Fifteen Obamacare co-ops have now failed. Oregon announced Friday that its second taxpayer funded Obamacare co-op would close its doors, leaving 40,000 to find new insurance. The co-op, known as “Oregon’s Health CO-OP now joins a list of 14 other Obamacare co-ops that have collapsed including Health Republic Insurance of Oregon which closed last year.  Failed co-ops have now cost taxpayers more than $1.5 billion in funds that may never be recovered.

Co-ops were created as not-for-profit alternatives to traditional insurance companies created under Obamacare. The Centers for Medicare and Medicaid Services (CMS) financed co-ops with startup and solvency loans, totaling more than $2.4 billion in taxpayer dollars. Co-ops were envisioned as innovative providers that could provide member-driven care without needing to worry about recording a profit. In practice, they have failed to become sustainable with many collapsing amid the failure of Obamacare exchanges.

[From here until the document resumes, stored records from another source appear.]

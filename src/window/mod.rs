//! Window & Delta Calculator.
//!
//! Computes current-window vs baseline-window aggregates and deltas for each
//! tracked metric. The baseline window immediately precedes the current
//! window; both are sized by configuration. A baseline with fewer data days
//! than the configured floor yields `MetricDelta::Insufficient` — never a
//! percentage against a near-zero denominator.

use chrono::{Duration, NaiveDate};
use statrs::statistics::Statistics;
use std::collections::BTreeMap;
use tracing::debug;

use crate::config::DiagnosisConfig;
use crate::types::{
    AnalyticsDailyRollup, AnalyticsDeltas, DeltaStats, Deltas, Metric, MetricDelta,
    SearchDailyRollup, SearchDeltas, WindowBounds, WindowStats,
};

/// Stateless delta calculator parameterised by the run's config.
pub struct DeltaCalculator<'a> {
    cfg: &'a DiagnosisConfig,
}

impl<'a> DeltaCalculator<'a> {
    pub fn new(cfg: &'a DiagnosisConfig) -> Self {
        Self { cfg }
    }

    /// Window bounds for an as-of date: the current window ends on `as_of`,
    /// the baseline window ends the day before the current window starts.
    pub fn window_bounds(&self, as_of: NaiveDate) -> WindowBounds {
        let current_days = i64::from(self.cfg.windows.current_days);
        let baseline_days = i64::from(self.cfg.windows.baseline_days);
        let current_start = as_of - Duration::days(current_days - 1);
        let baseline_end = current_start - Duration::days(1);
        let baseline_start = baseline_end - Duration::days(baseline_days - 1);
        WindowBounds {
            current_start,
            current_end: as_of,
            baseline_start,
            baseline_end,
        }
    }

    /// Compute all family deltas for a run.
    ///
    /// A `None` family input means that family was unavailable upstream and
    /// stays `None` in the output; the distinction between "family missing"
    /// and "family present with an insufficient baseline" is preserved.
    pub fn compute(
        &self,
        as_of: NaiveDate,
        search: Option<&[SearchDailyRollup]>,
        analytics: Option<&[AnalyticsDailyRollup]>,
    ) -> Deltas {
        let window = self.window_bounds(as_of);

        let search_deltas = search.map(|rollups| self.compute_search(rollups, &window));
        let analytics_deltas = analytics.map(|rollups| self.compute_analytics(rollups, &window));

        debug!(
            current_start = %window.current_start,
            baseline_start = %window.baseline_start,
            search = search_deltas.is_some(),
            analytics = analytics_deltas.is_some(),
            "Deltas computed"
        );

        Deltas {
            window,
            search: search_deltas,
            analytics: analytics_deltas,
        }
    }

    fn compute_search(&self, rollups: &[SearchDailyRollup], window: &WindowBounds) -> SearchDeltas {
        let days = search_daily_series(rollups, window);

        let series = |f: &dyn Fn(&DailySearchTotals) -> Option<f64>| -> (Vec<f64>, Vec<f64>) {
            let mut baseline = Vec::new();
            let mut current = Vec::new();
            for (date, totals) in &days {
                if let Some(value) = f(totals) {
                    if window.contains_baseline(*date) {
                        baseline.push(value);
                    } else {
                        current.push(value);
                    }
                }
            }
            (baseline, current)
        };

        let (b_clicks, c_clicks) = series(&|t| Some(t.clicks));
        let (b_impr, c_impr) = series(&|t| Some(t.impressions));
        let (b_ctr, c_ctr) = series(&|t| t.ctr());
        let (b_pos, c_pos) = series(&|t| t.position());

        SearchDeltas {
            clicks: self.compute_metric(Metric::Clicks, &b_clicks, &c_clicks),
            impressions: self.compute_metric(Metric::Impressions, &b_impr, &c_impr),
            ctr: self.compute_metric(Metric::Ctr, &b_ctr, &c_ctr),
            position: self.compute_metric(Metric::Position, &b_pos, &c_pos),
        }
    }

    fn compute_analytics(
        &self,
        rollups: &[AnalyticsDailyRollup],
        window: &WindowBounds,
    ) -> AnalyticsDeltas {
        let mut daily: BTreeMap<NaiveDate, (f64, f64)> = BTreeMap::new();
        for rollup in rollups {
            if window.contains_baseline(rollup.date) || window.contains_current(rollup.date) {
                let entry = daily.entry(rollup.date).or_insert((0.0, 0.0));
                entry.0 += rollup.sessions;
                entry.1 += rollup.users;
            }
        }

        let mut b_sessions = Vec::new();
        let mut c_sessions = Vec::new();
        let mut b_users = Vec::new();
        let mut c_users = Vec::new();
        for (date, (sessions, users)) in &daily {
            if window.contains_baseline(*date) {
                b_sessions.push(*sessions);
                b_users.push(*users);
            } else {
                c_sessions.push(*sessions);
                c_users.push(*users);
            }
        }

        AnalyticsDeltas {
            sessions: self.compute_metric(Metric::Sessions, &b_sessions, &c_sessions),
            users: self.compute_metric(Metric::Users, &b_users, &c_users),
        }
    }

    /// Compare one metric's daily series across the two windows.
    fn compute_metric(
        &self,
        metric: Metric,
        baseline_values: &[f64],
        current_values: &[f64],
    ) -> MetricDelta {
        let baseline_days = baseline_values.len();
        let floor = self.cfg.windows.min_baseline_days as usize;
        if baseline_days < floor || current_values.is_empty() {
            return MetricDelta::Insufficient { baseline_days };
        }

        let baseline_mean = baseline_values.mean();
        let current_mean = current_values.mean();

        // A (near-)zero baseline mean makes a percentage meaningless; mark
        // the metric unavailable instead of reporting an inflated delta.
        if baseline_mean.abs() < 1e-9 {
            return MetricDelta::Insufficient { baseline_days };
        }

        let baseline_std = if baseline_days > 1 {
            baseline_values.std_dev()
        } else {
            0.0
        };

        let abs_delta = current_mean - baseline_mean;
        let pct_delta = abs_delta / baseline_mean * 100.0;

        let z_score = if baseline_days >= self.cfg.windows.z_score_min_baseline_days as usize
            && baseline_std > self.cfg.thresholds.min_std_floor
        {
            Some(abs_delta / baseline_std)
        } else {
            None
        };

        let stats = DeltaStats {
            baseline: WindowStats {
                sum: baseline_values.iter().sum(),
                mean: baseline_mean,
                std_dev: baseline_std,
                days: baseline_days,
            },
            current: WindowStats {
                sum: current_values.iter().sum(),
                mean: current_mean,
                std_dev: if current_values.len() > 1 {
                    current_values.std_dev()
                } else {
                    0.0
                },
                days: current_values.len(),
            },
            abs_delta,
            pct_delta,
            is_drop: false,
            z_score,
        };

        let is_drop = stats.effective_pct(metric) <= self.cfg.thresholds.drop_pct;
        MetricDelta::Computed(DeltaStats { is_drop, ..stats })
    }
}

// ============================================================================
// Daily series
// ============================================================================

/// One day of site-wide search totals.
#[derive(Debug, Default, Clone, Copy)]
struct DailySearchTotals {
    clicks: f64,
    impressions: f64,
    position_weighted: f64,
}

impl DailySearchTotals {
    /// Site-wide CTR for the day; `None` when there were no impressions.
    fn ctr(&self) -> Option<f64> {
        (self.impressions > 0.0).then(|| self.clicks / self.impressions)
    }

    /// Impressions-weighted average position; `None` without impressions.
    fn position(&self) -> Option<f64> {
        (self.impressions > 0.0).then(|| self.position_weighted / self.impressions)
    }
}

fn search_daily_series(
    rollups: &[SearchDailyRollup],
    window: &WindowBounds,
) -> BTreeMap<NaiveDate, DailySearchTotals> {
    let mut days: BTreeMap<NaiveDate, DailySearchTotals> = BTreeMap::new();
    for rollup in rollups {
        if !window.contains_baseline(rollup.date) && !window.contains_current(rollup.date) {
            continue;
        }
        let totals = days.entry(rollup.date).or_default();
        totals.clicks += rollup.clicks;
        totals.impressions += rollup.impressions;
        totals.position_weighted += rollup.position * rollup.impressions;
    }
    days
}

// ============================================================================
// Tests
// ============================================================================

Since September, 12 Obamacare co-ops have collapsed, with only 8 of the original 23 co-ops remaining.  Oregon’s Health co-op faced losses of $18.4 million last year and owed the federal government close to $1 million.  Co-op across the country have struggled to operate in Obamacare exchanges, losing millions despite receiving multiple government subsidies.

The mass failure of co-ops should not be surprising. Larger insurance companies have also struggled to operate in Obamacare exchanges with many announcing they will stop providing coverage.

The web of government subsidies have also failed to provide insurances the funds they were promised. One of these programs, Risk corridors recouped just 12.6 percent of the funds that insurers requested. The program, which was created to encourage insurers to take on higher risk individuals by transferring funds from insurers who made money to those that posted losses, was required to be budget neutral under law leaving Obamacare insurers with a significant shortfall.

Obamacare co-ops have also been plagued by inept management and unrealistic business models.

As a report by the Daily Caller’s Richard Pollock found, 17 of the 21 co-ops paid out gratuitous salaries to executives reaching as high as $587,000, which is more than four times as much as the $135,000 median health insurance executive salary. Worse still, many of these executives had little to no experience in the insurance industry and some of these excessive salaries were disguised in financial documents as “management fees”. Last year, 21 of 23 co-ops posted losses.

Given the trend of failing Obamacare co-ops, the collapse of Oregon’s second co-op will not be the last.

A list of all failed co-ops and their cost to taxpayers compiled by the House Energy and Commerce Committee is found below:

CoOportunity Health - Iowa and Nebraska
Cost:
$145,312,100 

Louisiana Health Cooperative, Inc.

Cost: $65,790,660 

Nevada Health Cooperative 

Cost: $65,925,396

Health Republic Insurance of New York

Cost: $265,133,000

Kentucky Health Care Cooperative - Kentucky and West Virginia

Cost: $146,494,772 

Community Health Alliance Mutual Insurance Company - Tennessee

Cost: $73,306,700

Colorado HealthOp
Cost:
$72,335,129 

Health Republic Insurance of Oregon

Cost: $60,648,505  

Consumers' Choice Health Insurance Company - South Carolina
Cost:
$87,578,208 

Arches Mutual Insurance Company – Utah

Cost: $89,650,303

Meritus Health Partners – Arizona
Cost: $
93,313,233 

Consumers Mutual Insurance – Michigan

Cost: $71,534,300 

InHealth Mutual – Ohio

Cost: $129,225,604

HealthyCT – Connecticut

Cost: $127,980,768

Oregon Health’s CO-OP – Oregon

Cost: $56,656,900


TOTAL TAXPAYER DOLLARS: $1,550,885,578

Note: This total does not include Vermont’s CO-OP, which was denied an insurance license by the state, and was dissolved before enrolling a single person.